» **About this exercise**:
Your answer must hold only the lines below from the line containing "fn from(local: NaiveDateTime)" through the line containing "seconds are dropped.", each reproduced exactly.

Data records START

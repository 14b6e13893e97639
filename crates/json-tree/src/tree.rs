//! The auto-vivifying attribute tree.
//!
//! Reading a key that is not there never fails: an empty tree of the same
//! class is inserted under that key and returned, so arbitrarily deep paths
//! materialize on first access.
//!
//! ```
//! use json_tree::{attr, JsonTree, Value};
//!
//! let mut tree = JsonTree::new();
//! *attr!(tree.something.there) = Value::from(3);
//! assert_eq!(tree["something"]["there"], 3);
//! ```
//!
//! Rust resolves methods statically, so the tree's own methods (`keys`,
//! `len`, ...) can never be shadowed by data. `tree.attr("keys")` and
//! `attr!(tree.keys)` always address the data stored under `"keys"`.

use std::fmt;
use std::ops::{Index, IndexMut};

use indexmap::IndexMap;

use crate::error::TreeError;
use crate::key::Key;
use crate::mapping::TreeClass;
use crate::value::{Value, NULL};

/// Ordered mapping whose absent keys default to fresh trees of its class.
///
/// Equality compares entries as a plain mapping: class and insertion order
/// are ignored.
#[derive(Clone, Default)]
pub struct JsonTree {
    class: TreeClass,
    entries: IndexMap<Key, Value>,
}

impl JsonTree {
    /// An empty tree of the base class.
    pub fn new() -> Self {
        Self::default()
    }

    pub fn with_class(class: TreeClass) -> Self {
        Self {
            class,
            entries: IndexMap::new(),
        }
    }

    /// Wrap already-built entries, as the decoder does for every object.
    pub fn from_entries(class: TreeClass, entries: IndexMap<Key, Value>) -> Self {
        Self { class, entries }
    }

    pub fn class(&self) -> &TreeClass {
        &self.class
    }

    /// Value under `key`, inserting an empty tree of this class if absent.
    pub fn get(&mut self, key: impl Into<Key>) -> &mut Value {
        let class = &self.class;
        self.entries
            .entry(key.into())
            .or_insert_with(|| Value::Tree(class.new_tree()))
    }

    /// Value under the storage key the class maps `name` to, vivified like
    /// [`JsonTree::get`].
    pub fn attr(&mut self, name: &str) -> &mut Value {
        let key = self.class.map(name);
        self.get(key)
    }

    /// Insert or overwrite, returning the stored value.
    pub fn set(&mut self, key: impl Into<Key>, value: impl Into<Value>) -> &mut Value {
        let (index, _) = self.entries.insert_full(key.into(), value.into());
        &mut self.entries[index]
    }

    pub fn set_attr(&mut self, name: &str, value: impl Into<Value>) -> &mut Value {
        let key = self.class.map(name);
        self.set(key, value)
    }

    /// Vivifying descent through a chain of attribute names.
    ///
    /// # Errors
    ///
    /// [`TreeError::InvalidArgument`] for an empty path, and
    /// [`TreeError::NotATree`] when an existing intermediate value is not a
    /// tree.
    pub fn attr_path(&mut self, names: &[&str]) -> Result<&mut Value, TreeError> {
        let Some((first, rest)) = names.split_first() else {
            return Err(TreeError::InvalidArgument("empty attribute path".to_string()));
        };
        let mut current = self.attr(first);
        for name in rest {
            current = current.attr(name)?;
        }
        Ok(current)
    }

    /// Lookup that never inserts.
    pub fn peek(&self, key: impl Into<Key>) -> Option<&Value> {
        self.entries.get(&key.into())
    }

    pub fn peek_attr(&self, name: &str) -> Option<&Value> {
        self.entries.get(&self.class.map(name))
    }

    pub fn contains_key(&self, key: impl Into<Key>) -> bool {
        self.entries.contains_key(&key.into())
    }

    pub fn contains_attr(&self, name: &str) -> bool {
        self.entries.contains_key(&self.class.map(name))
    }

    /// Remove an entry, keeping the order of the others.
    pub fn remove(&mut self, key: impl Into<Key>) -> Option<Value> {
        self.entries.shift_remove(&key.into())
    }

    pub fn remove_attr(&mut self, name: &str) -> Option<Value> {
        let key = self.class.map(name);
        self.entries.shift_remove(&key)
    }

    pub fn len(&self) -> usize {
        self.entries.len()
    }

    pub fn is_empty(&self) -> bool {
        self.entries.is_empty()
    }

    pub fn clear(&mut self) {
        self.entries.clear();
    }

    pub fn keys(&self) -> indexmap::map::Keys<'_, Key, Value> {
        self.entries.keys()
    }

    pub fn values(&self) -> indexmap::map::Values<'_, Key, Value> {
        self.entries.values()
    }

    pub fn values_mut(&mut self) -> indexmap::map::ValuesMut<'_, Key, Value> {
        self.entries.values_mut()
    }

    pub fn iter(&self) -> indexmap::map::Iter<'_, Key, Value> {
        self.entries.iter()
    }

    pub fn iter_mut(&mut self) -> indexmap::map::IterMut<'_, Key, Value> {
        self.entries.iter_mut()
    }

    /// Convert to a plain `serde_json` object.
    pub fn to_json(&self) -> serde_json::Value {
        serde_json::Value::Object(
            self.entries
                .iter()
                .map(|(key, value)| (key.to_json_key(), value.to_json()))
                .collect(),
        )
    }
}

impl PartialEq for JsonTree {
    fn eq(&self, other: &Self) -> bool {
        self.entries == other.entries
    }
}

impl fmt::Debug for JsonTree {
    fn fmt(&self, f: &mut fmt::Formatter<'_>) -> fmt::Result {
        f.debug_map().entries(self.entries.iter()).finish()
    }
}

impl<K: Into<Key>, V: Into<Value>> FromIterator<(K, V)> for JsonTree {
    fn from_iter<I: IntoIterator<Item = (K, V)>>(iter: I) -> Self {
        let mut tree = JsonTree::new();
        tree.extend(iter);
        tree
    }
}

impl<K: Into<Key>, V: Into<Value>> Extend<(K, V)> for JsonTree {
    fn extend<I: IntoIterator<Item = (K, V)>>(&mut self, iter: I) {
        self.entries
            .extend(iter.into_iter().map(|(key, value)| (key.into(), value.into())));
    }
}

impl IntoIterator for JsonTree {
    type Item = (Key, Value);
    type IntoIter = indexmap::map::IntoIter<Key, Value>;

    fn into_iter(self) -> Self::IntoIter {
        self.entries.into_iter()
    }
}

impl<'a> IntoIterator for &'a JsonTree {
    type Item = (&'a Key, &'a Value);
    type IntoIter = indexmap::map::Iter<'a, Key, Value>;

    fn into_iter(self) -> Self::IntoIter {
        self.entries.iter()
    }
}

impl<'a> IntoIterator for &'a mut JsonTree {
    type Item = (&'a Key, &'a mut Value);
    type IntoIter = indexmap::map::IterMut<'a, Key, Value>;

    fn into_iter(self) -> Self::IntoIter {
        self.entries.iter_mut()
    }
}

/// Index that routes a lookup through the tree's name mapping.
///
/// `tree[Attr("one")]` is the operator form of `tree.attr("one")`; the
/// [`attr!`](crate::attr) macro builds chains of these.
#[derive(Debug, Clone, Copy, PartialEq, Eq)]
pub struct Attr<'a>(pub &'a str);

mod private {
    pub trait Sealed {}
    impl Sealed for str {}
    impl Sealed for String {}
    impl Sealed for i64 {}
    impl Sealed for super::Key {}
    impl Sealed for super::Attr<'_> {}
    impl<T: ?Sized + Sealed> Sealed for &T {}
}

/// Types usable with `tree[...]` and `value[...]`.
///
/// Strings and `i64` index storage keys directly, [`Attr`] goes through the
/// name mapping. Sealed.
pub trait TreeIndex: private::Sealed {
    #[doc(hidden)]
    fn peek_in<'t>(&self, tree: &'t JsonTree) -> Option<&'t Value>;

    #[doc(hidden)]
    fn vivify_in<'t>(&self, tree: &'t mut JsonTree) -> &'t mut Value;
}

impl TreeIndex for str {
    fn peek_in<'t>(&self, tree: &'t JsonTree) -> Option<&'t Value> {
        tree.peek(self)
    }

    fn vivify_in<'t>(&self, tree: &'t mut JsonTree) -> &'t mut Value {
        tree.get(self)
    }
}

impl TreeIndex for String {
    fn peek_in<'t>(&self, tree: &'t JsonTree) -> Option<&'t Value> {
        tree.peek(self)
    }

    fn vivify_in<'t>(&self, tree: &'t mut JsonTree) -> &'t mut Value {
        tree.get(self)
    }
}

impl TreeIndex for i64 {
    fn peek_in<'t>(&self, tree: &'t JsonTree) -> Option<&'t Value> {
        tree.peek(*self)
    }

    fn vivify_in<'t>(&self, tree: &'t mut JsonTree) -> &'t mut Value {
        tree.get(*self)
    }
}

impl TreeIndex for Key {
    fn peek_in<'t>(&self, tree: &'t JsonTree) -> Option<&'t Value> {
        tree.entries.get(self)
    }

    fn vivify_in<'t>(&self, tree: &'t mut JsonTree) -> &'t mut Value {
        tree.get(self)
    }
}

impl TreeIndex for Attr<'_> {
    fn peek_in<'t>(&self, tree: &'t JsonTree) -> Option<&'t Value> {
        tree.peek_attr(self.0)
    }

    fn vivify_in<'t>(&self, tree: &'t mut JsonTree) -> &'t mut Value {
        tree.attr(self.0)
    }
}

impl<T: ?Sized + TreeIndex> TreeIndex for &T {
    fn peek_in<'t>(&self, tree: &'t JsonTree) -> Option<&'t Value> {
        (**self).peek_in(tree)
    }

    fn vivify_in<'t>(&self, tree: &'t mut JsonTree) -> &'t mut Value {
        (**self).vivify_in(tree)
    }
}

impl<I: TreeIndex> Index<I> for JsonTree {
    type Output = Value;

    /// Non-vivifying lookup: a shared borrow cannot insert, so absent keys
    /// read as `Null` and the tree is left untouched.
    fn index(&self, index: I) -> &Value {
        index.peek_in(self).unwrap_or(&NULL)
    }
}

impl<I: TreeIndex> IndexMut<I> for JsonTree {
    /// Vivifying lookup, same as [`JsonTree::get`] / [`JsonTree::attr`].
    fn index_mut(&mut self, index: I) -> &mut Value {
        index.vivify_in(self)
    }
}

/// Dot-syntax attribute access.
///
/// `attr!(tree.a.b.c)` evaluates to `&mut Value`, vivifying every step
/// through the tree's name mapping. Panics if an existing intermediate value
/// is not a tree; use [`JsonTree::attr_path`] for a fallible walk.
///
/// ```
/// use json_tree::{attr, JsonTree, Value};
///
/// let mut tree = JsonTree::new();
/// *attr!(tree.a.b) = Value::from("x");
/// assert_eq!(*attr!(tree.a.b), "x");
/// assert!(attr!(tree.a.missing).as_tree().unwrap().is_empty());
/// ```
#[macro_export]
macro_rules! attr {
    ($tree:ident $(. $name:ident)+) => {
        &mut $tree $([$crate::Attr(stringify!($name))])+
    };
}
//! The temporal value produced by the recognizer.

use std::fmt;
use std::str::FromStr;

use chrono::{DateTime, FixedOffset, NaiveDateTime, Timelike};
use serde::{Serialize, Serializer};

use crate::codec::{format_datetime, parse_datetime};
use crate::error::TemporalError;
use crate::offset::FixedTzOffset;

/// A wall-clock date-time with an optional fixed UTC offset.
///
/// Without an offset the value is naive. With one, `local` is the wall-clock
/// time *in* that offset, exactly as it appeared in the source text.
///
/// Equality is field-wise: two aware timestamps denoting the same instant in
/// different offsets are not equal.
#[derive(Debug, Clone, Copy, PartialEq, Eq, Hash)]
pub struct Timestamp {
    local: NaiveDateTime,
    offset: Option<FixedTzOffset>,
}

impl Timestamp {
    pub fn naive(local: NaiveDateTime) -> Self {
        Self {
            local,
            offset: None,
        }
    }

    pub fn with_offset(local: NaiveDateTime, offset: FixedTzOffset) -> Self {
        Self {
            local,
            offset: Some(offset),
        }
    }

    /// Wall-clock date and time, without the offset.
    pub fn local(&self) -> NaiveDateTime {
        self.local
    }

    pub fn offset(&self) -> Option<FixedTzOffset> {
        self.offset
    }

    pub fn is_naive(&self) -> bool {
        self.offset.is_none()
    }

    /// Sub-second part truncated to microseconds.
    pub fn microsecond(&self) -> u32 {
        self.local.nanosecond() / 1_000
    }

    /// The aware chrono value, or `None` for naive timestamps.
    pub fn to_datetime(&self) -> Option<DateTime<FixedOffset>> {
        let offset = self.offset?.to_fixed_offset();
        self.local.and_local_timezone(offset).single()
    }
}

impl From<NaiveDateTime> for Timestamp {
    fn from(local: NaiveDateTime) -> Self {
        Self::naive(local)
    }
}

impl From<DateTime<FixedOffset>> for Timestamp {
    /// Offsets are kept at minute resolution; leftover seconds are dropped.
    fn from(value: DateTime<FixedOffset>) -> Self {
        let minutes = value.offset().local_minus_utc() / 60;
        let offset = FixedTzOffset::from_minutes(minutes).unwrap_or(FixedTzOffset::UTC);
        Self::with_offset(value.naive_local(), offset)
    }
}

impl fmt::Display for Timestamp {
    fn fmt(&self, f: &mut fmt::Formatter<'_>) -> fmt::Result {
        f.write_str(&format_datetime(self))
    }
}

impl FromStr for Timestamp {
    type Err = TemporalError;

    fn from_str(s: &str) -> Result<Self, Self::Err> {
        parse_datetime(s).ok_or_else(|| TemporalError::NotADateTime(s.to_string()))
    }
}

impl Serialize for Timestamp {
    fn serialize<S: Serializer>(&self, serializer: S) -> Result<S::Ok, S::Error> {
        serializer.serialize_str(&format_datetime(self))
    }
}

Data records END

» **Your response**:
    fn from(local: NaiveDateTime) -> Self {
        Self::naive(local)
    }
}

impl From<DateTime<FixedOffset>> for Timestamp {
    /// Offsets are kept at minute resolution; leftover seconds are dropped.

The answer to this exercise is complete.